Tailoring your communications to enage equity release customers

‘Know your customer’ is a marketing mantra that is often thrown around, especially in financial services circles.

Chris Prior
23rd December 2014
chris prior bridegwater equity release

I’m of the opinion that, certainly for equity release advisers, ‘know how to reach your customer’ and ‘know how to stay in contact with your customer’ might be more useful ways to look at securing clients and, rather importantly, holding onto them.

Of all the professional headaches advisers will have, I suspect one of the most prolonged and intense will be how to secure clients. Lead generation is a significant part of any adviser’s role and we’re all aware of the ways in which this can be done and methods by which it can be successfully achieved. This will be different for each adviser – what works for one, for example, a simple sandwich board outside an office, will not deliver for another. Where one adviser swears by the purchasing of leads, another will not touch this method.

At our recent series of Masterclass sessions, we held a very interesting session by Peter Welch (formerly of this parish and now Intermediary Director at Touchstone Equifax) who looked at the ways advisers can use their existing client data, and external sources, in order to generate client leads. This was all about identifying those highly sought after customer segments who were much more likely to be interested in equity release whilst, at the same time, avoiding those for whom equity release was likely to be the very last thing on their Christmas wish list.

Via a variety of data mining and cleansing methods it can be possible for equity release advisers to identify those clients and to secure the information to begin marketing to them. At the most recent London Masterclass, one adviser asked if the data Peter’s company shared with advisers included email addresses – a pertinent question given the number of communications that are now sent and received by this method. While Peter answered in the affirmative – although this information comes at a greater cost as it is more difficult to acquire – there was a significant ‘but’ about marketing to potential equity release customers via email.
 

The caveat came with the belief – and I have recently heard this backed up by a marketing expert at an Equity Release Council meeting – that marketing equity release to older customers via email was likely to end up with poor results. So, why should this be? Well, like most people who have been on email for some time, while we all have various security systems and features installed, it is not always effective. And, particularly, with the older generation – the equity release target market – they are likely to be even more suspicious of businesses that appear to contact them out of the blue offering them a service which releases equity from their property.

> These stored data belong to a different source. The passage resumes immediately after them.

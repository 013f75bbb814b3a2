//! Video encoding through an external ffmpeg process.
//!
//! Provides:
//! - Codec and encoder naming, quality and bitrate mappings
//! - Command lines for encoding, muxing and probing
//! - [`EncoderProcess`], a raw-frame pipe with bounded-wait backpressure
//! - [`EncoderSelector`], which picks an encoder that actually works here

pub mod codec;
pub mod command;
pub mod process;
pub mod selector;

use std::path::Path;
use std::process::{Command, Stdio};

pub use codec::{crf_for_quality, hardware_quality, BitrateHeuristic, CompressionPreset, VideoCodec};
pub use command::{build_encode_command, build_mux_command, EncodeSettings, EncoderCommand};
pub use process::{run_bounded, EncoderError, EncoderProcess, JobState};
pub use selector::{parse_encoder_list, EncoderDescriptor, EncoderProbe, EncoderSelector, FfmpegProbe, SelectorError};

/// Whether `ffmpeg` can be executed.
pub fn check_ffmpeg_available(ffmpeg: &Path) -> bool {
    Command::new(ffmpeg)
        .arg("-version")
        .stdout(Stdio::null())
        .stderr(Stdio::null())
        .status()
        .map(|status| status.success())
        .unwrap_or(false)
}
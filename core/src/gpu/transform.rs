//! Display transforms applied to beam points as a frame is uploaded: sweep
//! with trigger, mirror flips and the goniometer rotation.
//!
//! Sweep is stateful. The trace position and trigger history carry over from
//! one frame to the next, so a sweep longer than a frame continues where the
//! previous frame left off.

use crate::audio::points::BeamPoint;

use super::params::RenderParameters;

/// Horizontal coordinate a sweep starts from, mirrored at the right. Just
/// outside the screen so the ends of the trace stay hidden.
pub const SWEEP_EDGE: f64 = 1.135;

/// Maps incoming beam points to screen points.
#[derive(Debug, Clone, Default)]
pub struct PointTransform {
    /// Points emitted since the sweep last restarted.
    since_trigger: u64,
    below_trigger: bool,
}

impl PointTransform {
    pub fn new() -> Self {
        Self::default()
    }

    /// Start the next sweep from the left edge.
    pub fn reset(&mut self) {
        *self = Self::default();
    }

    /// True when `params` leave every point untouched.
    pub fn is_identity(params: &RenderParameters) -> bool {
        !(params.sweep || params.flip_horizontal || params.flip_vertical || params.goniometer)
    }

    /// Transform one point. `point_rate` is points per second of the frame
    /// the point belongs to.
    pub fn apply(&mut self, point: BeamPoint, params: &RenderParameters, point_rate: f64) -> BeamPoint {
        if params.sweep {
            let swept = self.sweep(point, params, point_rate);
            flip(swept, params)
        } else {
            let flipped = flip(point, params);
            if params.goniometer {
                goniometer(flipped)
            } else {
                flipped
            }
        }
    }

    /// Plot channel 0 against time. A sweep that has run off the right edge
    /// restarts when channel 0 rises through the trigger level; until then
    /// the trace keeps running off screen.
    fn sweep(&mut self, point: BeamPoint, params: &RenderParameters, point_rate: f64) -> BeamPoint {
        let per_sweep = point_rate.max(1.0) * params.sweep_seconds();
        let x = self.since_trigger as f64 / per_sweep * 2.0 * SWEEP_EDGE - SWEEP_EDGE;

        let value = point.x;
        let trigger = params.trigger;
        if x > SWEEP_EDGE && self.below_trigger && value >= trigger {
            self.since_trigger = 0;
        }
        self.below_trigger = value < trigger;
        self.since_trigger += 1;

        BeamPoint {
            x: x as f32,
            y: value,
            z: 1.0,
            colour: point.colour,
        }
    }
}

fn flip(mut point: BeamPoint, params: &RenderParameters) -> BeamPoint {
    if params.flip_horizontal {
        point.x = -point.x;
    }
    if params.flip_vertical {
        point.y = -point.y;
    }
    point
}

/// Rotate by 45 degrees and scale by `1/sqrt(2)`: in-phase channels
/// land on the vertical axis, opposed channels on the horizontal one, and the
/// unit square still fits the screen.
fn goniometer(point: BeamPoint) -> BeamPoint {
    BeamPoint {
        x: (point.x - point.y) * 0.5,
        y: (point.x + point.y) * 0.5,
        ..point
    }
}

As was pointed out at the meeting, for those advisers effectively ‘cold emailing’ these contacts, without any previous correspondence between the two, the response rates would be minimal to say the least. The only way this response figure may be raised slightly would be if the communicator was a large, well-known brand – and, let’s be frank, we’re pretty short of those in the equity release advisory space.

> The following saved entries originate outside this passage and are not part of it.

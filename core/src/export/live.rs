//! Recording the live display.
//!
//! A [`LiveRecording`] attaches a [`CaptureSink`] to the render thread and
//! feeds every captured frame to an encoder from its own thread, while an
//! optional [`WavCapture`] records the audio stream next to it. Stopping
//! runs the same mux and replace steps as an offline export.

use std::fs;
use std::path::{Path, PathBuf};
use std::sync::atomic::{AtomicBool, AtomicU64, Ordering};
use std::sync::Arc;
use std::thread::{self, JoinHandle};
use std::time::Duration;

use crossbeam::channel::{Receiver, RecvTimeoutError};
use tempfile::TempDir;

use crate::audio::{SampleBus, WavCapture};
use crate::config::RecordingSettings;
use crate::gpu::{CaptureSink, CapturedFrame, RenderClient};

use super::toolchain::{FrameWriter, Toolchain};
use super::{ExportError, ExportOutcome, ExportSummary};

/// Captured frames that may wait for the encoder thread.
const CAPTURE_QUEUE: usize = 4;

const POLL: Duration = Duration::from_millis(50);

/// Audio source for a recording: the bus to tap and its sample rate.
pub struct AudioTap<'a> {
    pub bus: &'a SampleBus,
    pub sample_rate: u32,
}

#[derive(Default)]
struct RecorderState {
    stop: AtomicBool,
    cancel: AtomicBool,
    failed: AtomicBool,
    frames: AtomicU64,
    skipped: AtomicU64,
}

type RecorderResult = Result<(Box<dyn FrameWriter>, u64), ExportError>;

/// A recording in progress.
pub struct LiveRecording {
    client: RenderClient,
    toolchain: Box<dyn Toolchain>,
    settings: RecordingSettings,
    destination: PathBuf,
    scratch: Option<TempDir>,
    video_path: PathBuf,
    audio: Option<WavCapture>,
    state: Arc<RecorderState>,
    dropped: Arc<AtomicU64>,
    thread: Option<JoinHandle<RecorderResult>>,
}

impl LiveRecording {
    /// Pin the renderer's resolution, start the encoder and begin capturing.
    pub fn start(
        client: &RenderClient,
        mut toolchain: Box<dyn Toolchain>,
        settings: RecordingSettings,
        destination: impl Into<PathBuf>,
        audio: Option<AudioTap<'_>>,
    ) -> Result<Self, ExportError> {
        settings.validate()?;
        let destination = destination.into();
        let destination_dir = destination_dir(&destination);
        if !destination_dir.is_dir() {
            return Err(ExportError::Configuration(format!(
                "destination directory {} does not exist",
                destination_dir.display()
            )));
        }

        let scratch = tempfile::Builder::new()
            .prefix("phosphor-recording-")
            .tempdir()?;
        let video_path = scratch
            .path()
            .join(format!("video.{}", settings.extension()));

        let writer = toolchain.start_encoder(
            &settings,
            settings.resolution,
            settings.resolution,
            &video_path,
        )?;

        let render_error = |e: crate::gpu::RenderRequestError| ExportError::Render(e.to_string());
        client
            .parameters()
            .set_frame_rate(settings.frame_rate as f32);
        let (sink, frames) = CaptureSink::new(CAPTURE_QUEUE);
        let dropped = sink.dropped();
        let attached = client
            .lock_resolution(Some(settings.resolution))
            .and_then(|()| client.add_sink(Box::new(sink)));
        if let Err(e) = attached {
            writer.cancel();
            return Err(render_error(e));
        }

        let audio = match audio {
            Some(tap) if settings.record_audio => {
                let path = scratch.path().join("audio.wav");
                match WavCapture::start(tap.bus, tap.sample_rate, &path) {
                    Ok(capture) => Some(capture),
                    Err(e) => {
                        writer.cancel();
                        let _ = client.lock_resolution(None);
                        return Err(e.into());
                    }
                }
            }
            _ => None,
        };

        let state = Arc::new(RecorderState::default());
        let thread_state = Arc::clone(&state);
        let resolution = settings.resolution;
        let thread = thread::Builder::new()
            .name("recorder".to_string())
            .spawn(move || record(frames, writer, resolution, &thread_state))?;

        log::info!("Recording started: {}", destination.display());
        Ok(Self {
            client: client.clone(),
            toolchain,
            settings,
            destination,
            scratch: Some(scratch),
            video_path,
            audio,
            state,
            dropped,
            thread: Some(thread),
        })
    }

    /// Frames handed to the encoder so far.
    pub fn frames(&self) -> u64 {
        self.state.frames.load(Ordering::Relaxed)
    }

    /// Frames the recorder could not keep up with.
    pub fn dropped_frames(&self) -> u64 {
        self.dropped.load(Ordering::Relaxed)
    }

    /// True once the encoder rejected a frame. The recording has stopped
    /// and [`LiveRecording::stop`] reports the error.
    pub fn has_failed(&self) -> bool {
        self.state.failed.load(Ordering::Acquire)
    }

    /// Finish the recording and write the destination.
    pub fn stop(mut self) -> ExportOutcome {
        let outcome = ExportOutcome::from(self.finish());
        log::info!("{outcome}");
        outcome
    }

    /// Abandon the recording. Nothing is written to the destination.
    pub fn cancel(mut self) {
        self.abort();
    }

    fn finish(&mut self) -> Result<ExportSummary, ExportError> {
        self.state.stop.store(true, Ordering::Release);
        let joined = self.join();
        let _ = self.client.lock_resolution(None);
        let audio = match self.audio.take() {
            Some(capture) => Some(capture.finish()),
            None => None,
        };

        let (writer, frames) = joined?;
        writer.finish()?;
        let audio = audio.transpose()?;
        if frames == 0 {
            return Err(ExportError::Render("no frames were recorded".to_string()));
        }

        let extension = self.settings.extension();
        let staged = tempfile::Builder::new()
            .prefix(".phosphor-")
            .suffix(&format!(".{extension}"))
            .tempfile_in(destination_dir(&self.destination))?;
        match &audio {
            Some(captured) => self.toolchain.mux(
                &self.video_path,
                &captured.path,
                staged.path(),
                &self.state.cancel,
            )?,
            None => {
                fs::copy(&self.video_path, staged.path())?;
            }
        }
        staged
            .persist(&self.destination)
            .map_err(|e| ExportError::Io(e.error))?;
        self.scratch.take();

        Ok(ExportSummary {
            destination: self.destination.clone(),
            frames: frames as usize,
            duration: frames as f64 / self.settings.frame_rate,
            with_audio: audio.is_some(),
        })
    }

    fn abort(&mut self) {
        if self.thread.is_none() {
            return;
        }
        self.state.cancel.store(true, Ordering::Release);
        self.state.stop.store(true, Ordering::Release);
        if let Ok((writer, _)) = self.join() {
            writer.cancel();
        }
        self.audio.take();
        let _ = self.client.lock_resolution(None);
        self.scratch.take();
        log::info!("Recording cancelled");
    }

    fn join(&mut self) -> RecorderResult {
        match self.thread.take() {
            Some(thread) => thread
                .join()
                .unwrap_or_else(|_| Err(ExportError::Render("recorder thread panicked".to_string()))),
            None => Err(ExportError::Render("recording already finished".to_string())),
        }
    }
}

impl Drop for LiveRecording {
    fn drop(&mut self) {
        self.abort();
    }
}

fn destination_dir(destination: &Path) -> &Path {
    match destination.parent() {
        Some(parent) if !parent.as_os_str().is_empty() => parent,
        _ => Path::new("."),
    }
}

fn record(
    frames: Receiver<CapturedFrame>,
    mut writer: Box<dyn FrameWriter>,
    resolution: u32,
    state: &RecorderState,
) -> RecorderResult {
    let expected_len = CapturedFrame::byte_len(resolution, resolution);
    while !state.stop.load(Ordering::Acquire) {
        let frame = match frames.recv_timeout(POLL) {
            Ok(frame) => frame,
            Err(RecvTimeoutError::Timeout) => continue,
            Err(RecvTimeoutError::Disconnected) => break,
        };
        if frame.pixels.len() != expected_len {
            state.skipped.fetch_add(1, Ordering::Relaxed);
            log::debug!("Skipping {}x{} frame while recording", frame.width, frame.height);
            continue;
        }
        if let Err(e) = writer.write_frame(&frame.pixels) {
            log::error!("Recording stopped: {e}");
            state.failed.store(true, Ordering::Release);
            writer.cancel();
            return Err(e);
        }
        state.frames.fetch_add(1, Ordering::Relaxed);
    }
    // Dropping the receiver closes the sink on the render thread.
    drop(frames);
    let frames = state.frames.load(Ordering::Relaxed);
    let skipped = state.skipped.load(Ordering::Relaxed);
    if skipped > 0 {
        log::warn!("Skipped {skipped} frames of the wrong size");
    }
    Ok((writer, frames))
}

Therefore, how should advisers be contacting people who may have a significant need for equity release? The answer was somewhat ‘old school’ but it was with a focus on direct mail – for example, at the very least a letter, but ideally a marketing brochure or pack which detailed everything the customer needed to know about the service, and again where possible, with a focus on the customer segment they were likely to fit into. So, if their postcode had illustrated they were ‘retired wealthy’ – a group which is increasingly accessing equity release – then the marketing documents should be written with these individuals in mind.

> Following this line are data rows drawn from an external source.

//! Where finished frames go.
//!
//! Sinks run on the render thread. GPU-side work (mirroring into another
//! texture) is recorded into the frame's command encoder; host-side work
//! receives the read-back pixels.

use std::sync::atomic::{AtomicU64, Ordering};
use std::sync::Arc;

use crossbeam::channel::{self, Receiver, Sender, TrySendError};
use wgpu::{CommandEncoder, Device, TextureUsages};

use super::textures::{CapturedFrame, RenderTarget, RowOrder, OUTPUT_FORMAT};

/// Consumer of composited frames.
pub trait FrameSink: Send {
    fn name(&self) -> &str;

    /// Whether this sink wants host pixels through [`FrameSink::deliver`].
    fn needs_readback(&self) -> bool {
        false
    }

    /// Record GPU work against the composited output.
    fn encode(&mut self, _device: &Device, _encoder: &mut CommandEncoder, _output: &RenderTarget) {}

    /// Receive the read-back frame, rows top-down.
    fn deliver(&mut self, _frame: &CapturedFrame) {}

    /// A closed sink is removed by its owner.
    fn is_closed(&self) -> bool {
        false
    }
}

/// Copies frames to host memory and hands them to a bounded channel.
///
/// The render thread never waits on the receiver: when the channel is full the
/// frame is counted in [`CaptureSink::dropped`] instead.
pub struct CaptureSink {
    sender: Sender<CapturedFrame>,
    row_order: RowOrder,
    dropped: Arc<AtomicU64>,
    closed: bool,
}

impl CaptureSink {
    pub fn new(capacity: usize) -> (Self, Receiver<CapturedFrame>) {
        let (sender, receiver) = channel::bounded(capacity.max(1));
        let sink = Self {
            sender,
            row_order: RowOrder::TopDown,
            dropped: Arc::new(AtomicU64::new(0)),
            closed: false,
        };
        (sink, receiver)
    }

    /// Deliver rows in `order` instead of top-down.
    pub fn with_row_order(mut self, order: RowOrder) -> Self {
        self.row_order = order;
        self
    }

    /// Counter of frames the receiver was too slow to take.
    pub fn dropped(&self) -> Arc<AtomicU64> {
        Arc::clone(&self.dropped)
    }
}

impl FrameSink for CaptureSink {
    fn name(&self) -> &str {
        "capture"
    }

    fn needs_readback(&self) -> bool {
        true
    }

    fn deliver(&mut self, frame: &CapturedFrame) {
        let frame = frame.clone().into_row_order(self.row_order);
        match self.sender.try_send(frame) {
            Ok(()) => {}
            Err(TrySendError::Full(_)) => {
                self.dropped.fetch_add(1, Ordering::Relaxed);
            }
            Err(TrySendError::Disconnected(_)) => {
                log::debug!("Capture receiver gone, closing sink");
                self.closed = true;
            }
        }
    }

    fn is_closed(&self) -> bool {
        self.closed
    }
}

/// Copies each frame on the GPU into a texture the host owns, for on-screen
/// display or a shared external output.
pub struct MirrorSink {
    target: Arc<RenderTarget>,
    frames: Arc<AtomicU64>,
    warned: bool,
}

impl MirrorSink {
    pub fn new(device: &Device, width: u32, height: u32) -> Self {
        let target = RenderTarget::new(
            device,
            "mirror_target",
            width,
            height,
            OUTPUT_FORMAT,
            TextureUsages::COPY_DST | TextureUsages::COPY_SRC | TextureUsages::TEXTURE_BINDING,
        );
        Self {
            target: Arc::new(target),
            frames: Arc::new(AtomicU64::new(0)),
            warned: false,
        }
    }

    /// The texture frames are mirrored into.
    pub fn target(&self) -> Arc<RenderTarget> {
        Arc::clone(&self.target)
    }

    /// Counter of frames mirrored so far.
    pub fn frames(&self) -> Arc<AtomicU64> {
        Arc::clone(&self.frames)
    }
}

impl FrameSink for MirrorSink {
    fn name(&self) -> &str {
        "mirror"
    }

    fn encode(&mut self, _device: &Device, encoder: &mut CommandEncoder, output: &RenderTarget) {
        if output.size() != self.target.size() {
            if !self.warned {
                log::warn!(
                    "Mirror target is {:?} but output is {:?}; skipping",
                    self.target.size(),
                    output.size()
                );
                self.warned = true;
            }
            return;
        }
        encoder.copy_texture_to_texture(
            wgpu::TexelCopyTextureInfo {
                texture: output.texture(),
                mip_level: 0,
                origin: wgpu::Origin3d::ZERO,
                aspect: wgpu::TextureAspect::All,
            },
            wgpu::TexelCopyTextureInfo {
                texture: self.target.texture(),
                mip_level: 0,
                origin: wgpu::Origin3d::ZERO,
                aspect: wgpu::TextureAspect::All,
            },
            output.extent(),
        );
        self.frames.fetch_add(1, Ordering::Relaxed);
    }
}

#[cfg(test)]
mod tests {
    use super::*;

    fn frame(sequence: u64) -> CapturedFrame {
        CapturedFrame {
            width: 1,
            height: 2,
            row_order: RowOrder::TopDown,
            pixels: vec![10, 10, 10, 255, 20, 20, 20, 255],
            sequence,
        }
    }

    #[test]
    fn test_capture_sink_counts_drops_when_full() {
        let (mut sink, receiver) = CaptureSink::new(1);
        let dropped = sink.dropped();
        sink.deliver(&frame(0));
        sink.deliver(&frame(1));
        sink.deliver(&frame(2));

        assert_eq!(dropped.load(Ordering::Relaxed), 2);
        assert_eq!(receiver.try_recv().unwrap().sequence, 0);
        assert!(!sink.is_closed());
    }

    #[test]
    fn test_capture_sink_applies_row_order() {
        let (sink, receiver) = CaptureSink::new(1);
        let mut sink = sink.with_row_order(RowOrder::BottomUp);
        sink.deliver(&frame(0));

        let delivered = receiver.try_recv().unwrap();
        assert_eq!(delivered.row_order, RowOrder::BottomUp);
        assert_eq!(&delivered.pixels[..4], &[20, 20, 20, 255]);
    }

    #[test]
    fn test_capture_sink_closes_without_receiver() {
        let (mut sink, receiver) = CaptureSink::new(1);
        drop(receiver);
        sink.deliver(&frame(0));
        assert!(sink.is_closed());
    }
}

The response rate for advisers using this method of communication was deemed to be far better, given that it provided a much more detailed and engaging précis of the service, the adviser’s credentials, and everything else they would use to establish their professionalism. It also doesn’t play into any fears of email phishing or the sending of viruses, giving them a reason not to hit ‘reply’, and puts the ball firmly into their court but with the addition of a suitably informative document to help them decide whether to make contact or not.

So, while it’s important to recognise and seek out those new customers, it is also important to tailor your message and your communications. The fact is that clients taking up equity release are far different to those who might be purchasing life insurance over the internet, and therefore a focused marketing approach which offers tangible documents via direct mail would appear to be the way forward.